Allosteric regulation of alpha-amino-3-hydroxy-5-methyl-4-isoxazole-propionate receptors by thiocyanate and cyclothiazide at a common modulatory site distinct from that of 2,3-benzodiazepines.

Allosteric regulators of alpha-amino-3-hydroxy-5-methyl-4-isoxazole-propionate (AMPA) receptors include 2,3-benzodiazepines such as GYKI 52466 and GYKI 53655 and the chaotropic anion thiocyanate that inhibit, and benzothiadiazines such as cyclothiazide that potentiate AMPA receptor currents. Here we sought to determine whether the allosteric regulators modulate AMPA receptors at a common or distinct allosteric sites by comparing their actions on AMPA- and kainate-evoked currents in cultured rat hippocampal neurons and Xenopus oocytes expressing recombinant AMPA receptor subunits.

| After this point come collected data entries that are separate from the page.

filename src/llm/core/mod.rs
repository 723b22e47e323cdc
//! Core abstractions for the LLM layer

pub mod config;
pub mod error;
pub mod provider;
pub mod types;
//! OpenAI client against a mock Chat Completions endpoint

use async_trait::async_trait;
use futures::StreamExt;
use serde_json::{json, Value};
use std::sync::Arc;
use wiremock::matchers::{body_partial_json, body_string_contains, header, method, path};
use wiremock::{Mock, MockServer, ResponseTemplate};

use toolrelay::config::OpenAiConfig;
use toolrelay::llm::core::config::GenerationConfig;
use toolrelay::llm::core::error::LlmError;
use toolrelay::llm::core::provider::LlmProvider;
use toolrelay::llm::core::types::{
    ContentBlockStart, ContentDelta, FinishReason, GenerateRequest, Message, StreamEvent,
    ToolDeclaration, UsageMetadata,
};
use toolrelay::llm::generation::Generator;
use toolrelay::llm::openai::OpenAiClient;
use toolrelay::llm::tools::{ToolError, ToolExecutor};

fn client(server: &MockServer) -> OpenAiClient {
    OpenAiClient::new(&OpenAiConfig {
        api_key: "sk-test".to_string(),
        base_url: format!("{}/v1", server.uri()),
        model: "gpt-4o-mini".to_string(),
    })
    .unwrap()
}

fn request(text: &str) -> GenerateRequest {
    GenerateRequest {
        messages: vec![Message::user(text)],
        tools: None,
        config: GenerationConfig::default(),
    }
}

fn sse_body(chunks: &[Value]) -> String {
    let mut body = String::new();
    for chunk in chunks {
        body.push_str(&format!("data: {}\n\n", chunk));
    }
    body.push_str("data: [DONE]\n\n");
    body
}

fn chunk(delta: Value, finish_reason: Option<&str>) -> Value {
    json!({
        "id": "chatcmpl-1",
        "object": "chat.completion.chunk",
        "model": "gpt-4o-mini",
        "choices": [{"index": 0, "delta": delta, "finish_reason": finish_reason}]
    })
}

fn usage_chunk(prompt: u32, completion: u32) -> Value {
    json!({
        "id": "chatcmpl-1",
        "object": "chat.completion.chunk",
        "choices": [],
        "usage": {"prompt_tokens": prompt, "completion_tokens": completion, "total_tokens": prompt + completion}
    })
}

fn text_response(parts: &[&str]) -> ResponseTemplate {
    let mut chunks = vec![chunk(json!({"role": "assistant", "content": ""}), None)];
    chunks.extend(parts.iter().map(|p| chunk(json!({"content": p}), None)));
    chunks.push(chunk(json!({}), Some("stop")));
    chunks.push(usage_chunk(11, 3));
    ResponseTemplate::new(200).set_body_raw(sse_body(&chunks), "text/event-stream")
}

fn tool_call_response(id: &str, name: &str, argument_parts: &[&str]) -> ResponseTemplate {
    let mut chunks = vec![chunk(
        json!({
            "role": "assistant",
            "tool_calls": [{"index": 0, "id": id, "type": "function", "function": {"name": name, "arguments": ""}}]
        }),
        None,
    )];
    chunks.extend(argument_parts.iter().map(|p| {
        chunk(
            json!({"tool_calls": [{"index": 0, "function": {"arguments": p}}]}),
            None,
        )
    }));
    chunks.push(chunk(json!({}), Some("tool_calls")));
    ResponseTemplate::new(200).set_body_raw(sse_body(&chunks), "text/event-stream")
}

async fn collect(
    client: &OpenAiClient,
    request: GenerateRequest,
) -> Vec<Result<StreamEvent, LlmError>> {
    client.stream_generate(request).await.unwrap().collect().await
}

#[tokio::test]
async fn test_streams_text_and_usage() {
    let server = MockServer::start().await;
    Mock::given(method("POST"))
        .and(path("/v1/chat/completions"))
        .and(header("authorization", "Bearer sk-test"))
        .and(body_partial_json(json!({
            "model": "gpt-4o-mini",
            "stream": true,
            "stream_options": {"include_usage": true}
        })))
        .respond_with(text_response(&["Hel", "lo!"]))
        .expect(1)
        .mount(&server)
        .await;

    let events = collect(&client(&server), request("hi")).await;

    let text: String = events
        .iter()
        .filter_map(|e| match e {
            Ok(StreamEvent::ContentDelta {
                delta: ContentDelta::TextDelta { text },
                ..
            }) => Some(text.as_str()),
            _ => None,
        })
        .collect();
    assert_eq!(text, "Hello!");

    match events.last() {
        Some(Ok(StreamEvent::MessageEnd {
            finish_reason,
            usage,
        })) => {
            assert_eq!(*finish_reason, FinishReason::Stop);
            assert_eq!(*usage, UsageMetadata::new(11, 3));
        }
        other => panic!("Expected MessageEnd, got {:?}", other),
    }
}

#[tokio::test]
async fn test_streams_tool_call_arguments() {
    let server = MockServer::start().await;
    Mock::given(method("POST"))
        .and(path("/v1/chat/completions"))
        .respond_with(tool_call_response("call_abc", "search", &["{\"query\":", "\"rust\"}"]))
        .mount(&server)
        .await;

    let events = collect(&client(&server), request("find rust")).await;

    let started = events.iter().find_map(|e| match e {
        Ok(StreamEvent::ContentBlockStart {
            block: ContentBlockStart::ToolUse { id, name },
            ..
        }) => Some((id.clone(), name.clone())),
        _ => None,
    });
    assert_eq!(started, Some(("call_abc".to_string(), "search".to_string())));

    let arguments: String = events
        .iter()
        .filter_map(|e| match e {
            Ok(StreamEvent::ContentDelta {
                delta: ContentDelta::ToolUseDelta { partial },
                ..
            }) => Some(partial.partial_json.as_str()),
            _ => None,
        })
        .collect();
    assert_eq!(arguments, r#"{"query":"rust"}"#);

    assert!(matches!(
        events.last(),
        Some(Ok(StreamEvent::MessageEnd {
            finish_reason: FinishReason::ToolUse,
            ..
        }))
    ));
}

#[tokio::test]
async fn test_error_frame_surfaces_as_provider_error() {
    let server = MockServer::start().await;
    let body = format!(
        "data: {}\n\ndata: {}\n\n",
        chunk(json!({"role": "assistant", "content": "Par"}), None),
        json!({
            "error": {"message": "The server had an error", "type": "server_error", "code": null}
        })
    );
    Mock::given(method("POST"))
        .and(path("/v1/chat/completions"))
        .respond_with(ResponseTemplate::new(200).set_body_raw(body, "text/event-stream"))
        .mount(&server)
        .await;

    let events = collect(&client(&server), request("hi")).await;

    let error = events.into_iter().find_map(Result::err);
    match error {
        Some(LlmError::ProviderError { code, message }) => {
            assert_eq!(code, "server_error");
            assert_eq!(message, "The server had an error");
        }
        other => panic!("Expected ProviderError, got {:?}", other),
    }
}

#[tokio::test]
async fn test_unauthorized_maps_to_authentication_error() {
    let server = MockServer::start().await;
    Mock::given(method("POST"))
        .and(path("/v1/chat/completions"))
        .respond_with(ResponseTemplate::new(401).set_body_json(json!({
            "error": {"message": "Incorrect API key provided", "type": "invalid_request_error", "code": "invalid_api_key"}
        })))
        .mount(&server)
        .await;

    let result = client(&server).stream_generate(request("hi")).await;

    match result {
        Err(LlmError::AuthenticationError(message)) => {
            assert_eq!(message, "Incorrect API key provided")
        }
        Err(other) => panic!("Expected AuthenticationError, got {:?}", other),
        Ok(_) => panic!("Expected an error"),
    }
}

#[tokio::test]
async fn test_server_error_keeps_status_and_body() {
    let server = MockServer::start().await;
    Mock::given(method("POST"))
        .and(path("/v1/chat/completions"))
        .respond_with(ResponseTemplate::new(503).set_body_string("overloaded"))
        .mount(&server)
        .await;

    let result = client(&server).stream_generate(request("hi")).await;

    match result {
        Err(LlmError::HttpError { status, body }) => {
            assert_eq!(status, 503);
            assert_eq!(body, "overloaded");
        }
        Err(other) => panic!("Expected HttpError, got {:?}", other),
        Ok(_) => panic!("Expected an error"),
    }
}

struct WeatherExecutor;

#[async_trait]
impl ToolExecutor for WeatherExecutor {
    async fn execute(
        &self,
        _tool_use_id: String,
        name: String,
        arguments: Value,
    ) -> Result<String, ToolError> {
        assert_eq!(name, "weather");
        Ok(format!("72F and sunny in {}", arguments["city"].as_str().unwrap_or("?")))
    }
}

#[tokio::test]
async fn test_generation_loop_over_http() {
    let server = MockServer::start().await;

    // The follow-up request carries the tool result back to the model
    Mock::given(method("POST"))
        .and(path("/v1/chat/completions"))
        .and(body_string_contains(r#""tool_call_id":"call_w""#))
        .and(body_string_contains("72F and sunny in NYC"))
        .respond_with(text_response(&["It is 72F and sunny."]))
        .expect(1)
        .mount(&server)
        .await;

    Mock::given(method("POST"))
        .and(path("/v1/chat/completions"))
        .and(body_partial_json(json!({"tool_choice": "auto"})))
        .respond_with(tool_call_response("call_w", "weather", &["{\"city\":\"NYC\"}"]))
        .up_to_n_times(1)
        .mount(&server)
        .await;

    let generator = Generator::new(Arc::new(client(&server)), GenerationConfig::default());
    let declarations = vec![ToolDeclaration {
        name: "weather".to_string(),
        description: "Current weather".to_string(),
        input_schema: json!({"type": "object", "properties": {"city": {"type": "string"}}}),
    }];

    let generation = generator
        .generate(
            vec![Message::user("Weather in NYC?")],
            Arc::new(WeatherExecutor),
            declarations,
        )
        .await
        .unwrap();

    assert_eq!(generation.text, "It is 72F and sunny.");
    assert_eq!(generation.steps, 2);
    assert_eq!(generation.tool_calls.len(), 1);
    assert_eq!(generation.tool_calls[0].args, json!({"city": "NYC"}));
}
//! Merged tool set exposed to the generation loop

use async_trait::async_trait;
use serde_json::Value;
use std::collections::BTreeMap;
use std::sync::Arc;

use crate::llm::core::types::ToolDeclaration;
use crate::llm::tools::{ToolError, ToolExecutor};

use super::aggregator::ToolServerSession;
use super::types::RemoteTool;

/// A tool together with the session that serves it
#[derive(Clone)]
pub struct RegisteredTool {
    pub server: String,
    pub tool: RemoteTool,
    session: Arc<dyn ToolServerSession>,
}

impl std::fmt::Debug for RegisteredTool {
    fn fmt(&self, f: &mut std::fmt::Formatter<'_>) -> std::fmt::Result {
        f.debug_struct("RegisteredTool")
            .field("server", &self.server)
            .field("tool", &self.tool)
            .finish()
    }
}

/// Tools keyed by name; inserting an existing name replaces it
#[derive(Debug, Clone, Default)]
pub struct ToolSet {
    tools: BTreeMap<String, RegisteredTool>,
}

impl ToolSet {
    pub fn new() -> Self {
        Self::default()
    }

    /// Add a tool, returning the one it replaced
    pub fn insert(
        &mut self,
        server: impl Into<String>,
        tool: RemoteTool,
        session: Arc<dyn ToolServerSession>,
    ) -> Option<RegisteredTool> {
        self.tools.insert(
            tool.name.clone(),
            RegisteredTool {
                server: server.into(),
                tool,
                session,
            },
        )
    }

    pub fn get(&self, name: &str) -> Option<&RegisteredTool> {
        self.tools.get(name)
    }

    pub fn names(&self) -> Vec<&str> {
        self.tools.keys().map(String::as_str).collect()
    }

    pub fn len(&self) -> usize {
        self.tools.len()
    }

    pub fn is_empty(&self) -> bool {
        self.tools.is_empty()
    }

    /// Declarations handed to the model
    pub fn declarations(&self) -> Vec<ToolDeclaration> {
        self.tools
            .values()
            .map(|registered| ToolDeclaration {
                name: registered.tool.name.clone(),
                description: registered.tool.description.clone().unwrap_or_default(),
                input_schema: registered.tool.input_schema.clone(),
            })
            .collect()
    }
}

#[async_trait]
impl ToolExecutor for ToolSet {
    async fn execute(
        &self,
        tool_use_id: String,
        name: String,
        arguments: Value,
    ) -> Result<String, ToolError> {
        let Some(registered) = self.tools.get(&name) else {
            return Err(ToolError::Failed {
                name,
                message: "unknown tool".to_string(),
            });
        };

        tracing::debug!(
            tool = %name,
            server = %registered.server,
            tool_use_id = %tool_use_id,
            "calling tool"
        );

        let result = registered
            .session
            .call_tool(&name, arguments)
            .await
            .map_err(|e| ToolError::Failed {
                name: name.clone(),
                message: e.to_string(),
            })?;

        if result.is_error {
            tracing::info!(tool = %name, server = %registered.server, "tool reported an error");
            return Err(ToolError::Reported(result.render()));
        }
        Ok(result.render())
    }
}

#[cfg(test)]
mod tests {
    use super::*;
    use crate::mcp::error::McpError;
    use crate::mcp::types::CallToolResult;
    use serde_json::json;

    struct StubSession {
        name: String,
        result: Result<CallToolResult, String>,
    }

    #[async_trait]
    impl ToolServerSession for StubSession {
        fn name(&self) -> &str {
            &self.name
        }

        async fn list_tools(&self) -> Result<Vec<RemoteTool>, McpError> {
            Ok(vec![])
        }

        async fn call_tool(
            &self,
            _name: &str,
            _arguments: Value,
        ) -> Result<CallToolResult, McpError> {
            self.result.clone().map_err(McpError::Service)
        }
    }

    fn session(name: &str, result: Result<CallToolResult, String>) -> Arc<dyn ToolServerSession> {
        Arc::new(StubSession {
            name: name.to_string(),
            result,
        })
    }

    fn tool(name: &str, description: &str) -> RemoteTool {
        RemoteTool {
            name: name.to_string(),
            description: Some(description.to_string()),
            input_schema: json!({"type": "object"}),
        }
    }

    fn text_result(text: &str, is_error: bool) -> CallToolResult {
        CallToolResult {
            content: vec![json!({"type": "text", "text": text})],
            structured_content: None,
            is_error,
        }
    }

    #[test]
    fn test_insert_overwrites_by_name() {
        let mut tools = ToolSet::new();
        assert!(tools
            .insert("a", tool("x", "from a"), session("a", Ok(CallToolResult::default())))
            .is_none());
        let replaced = tools.insert(
            "b",
            tool("x", "from b"),
            session("b", Ok(CallToolResult::default())),
        );

        assert_eq!(replaced.map(|r| r.server), Some("a".to_string()));
        assert_eq!(tools.len(), 1);
        assert_eq!(tools.get("x").unwrap().server, "b");
        assert_eq!(tools.declarations()[0].description, "from b");
    }

    #[tokio::test]
    async fn test_execute_success_and_reported_error() {
        let mut tools = ToolSet::new();
        tools.insert("a", tool("ok", ""), session("a", Ok(text_result("42", false))));
        tools.insert("a", tool("bad", ""), session("a", Ok(text_result("quota", true))));

        assert_eq!(
            tools.execute("c1".into(), "ok".into(), json!({})).await,
            Ok("42".to_string())
        );
        assert_eq!(
            tools.execute("c2".into(), "bad".into(), json!({})).await,
            Err(ToolError::Reported("quota".to_string()))
        );
    }

    #[tokio::test]
    async fn test_execute_unknown_or_broken_tool_fails() {
        let mut tools = ToolSet::new();
        tools.insert("a", tool("flaky", ""), session("a", Err("connection reset".to_string())));

        assert!(matches!(
            tools.execute("c1".into(), "missing".into(), json!({})).await,
            Err(ToolError::Failed { message, .. }) if message == "unknown tool"
        ));
        assert!(matches!(
            tools.execute("c2".into(), "flaky".into(), json!({})).await,
            Err(ToolError::Failed { message, .. }) if message.contains("connection reset")
        ));
    }
}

GYKI 52466 and thiocyanate blocked AMPA-evoked currents in a concentration-dependent manner (IC50 values, 8.2 microM and 1.1 mM, respectively); in contrast, kainate-evoked currents were blocked by GYKI 52466, but were potentiated by high concentrations of thiocyanate (> or = 3 mM). Thiocyanate enhanced the rate of desensitization and slowed recovery from desensitization of AMPA-evoked currents, whereas GYKI 52466 failed to affect desensitization. Among neurons in the hippocampal cultures, there was cell-to-cell variability in the sensitivity to block of AMPA-evoked currents by thiocyanate that was correlated with the degree of potentiation by cyclothiazide. Moreover, cyclothiazide caused a parallel rightward shift in the concentration-response curve for thiocyanate block, and slowed the onset of thiocyanate block to a rate that was similar to that of cyclothiazide dissociation. Together, these observations suggest that thiocyanate and cyclothiazide act at non-distinct allosteric sites. GYKI 52466 blocked AMPA receptor responses to a similar extent, irrespective of the degree of cyclothiazide potentiation. Moreover, the kinetics of GYKI 53655 block in the presence of cyclothiazide were not consistent with a competitive interaction. As is the case for cyclothiazide, SCN- exhibited greater affinity for flip than for flop AMPA receptor splice variants. In particular, GluR1flip/GluR2flip was especially sensitive to thiocyanate block. We conclude that thiocyanate, a flip-preferring allosteric modulator like cyclothiazide, appears to act by enhancing desensitization at a site that may overlap the site where cyclothiazide reduces desensitization, whereas 2,3-benzodiazepines act at a distinct site and the block does not involve a modification of desensitization.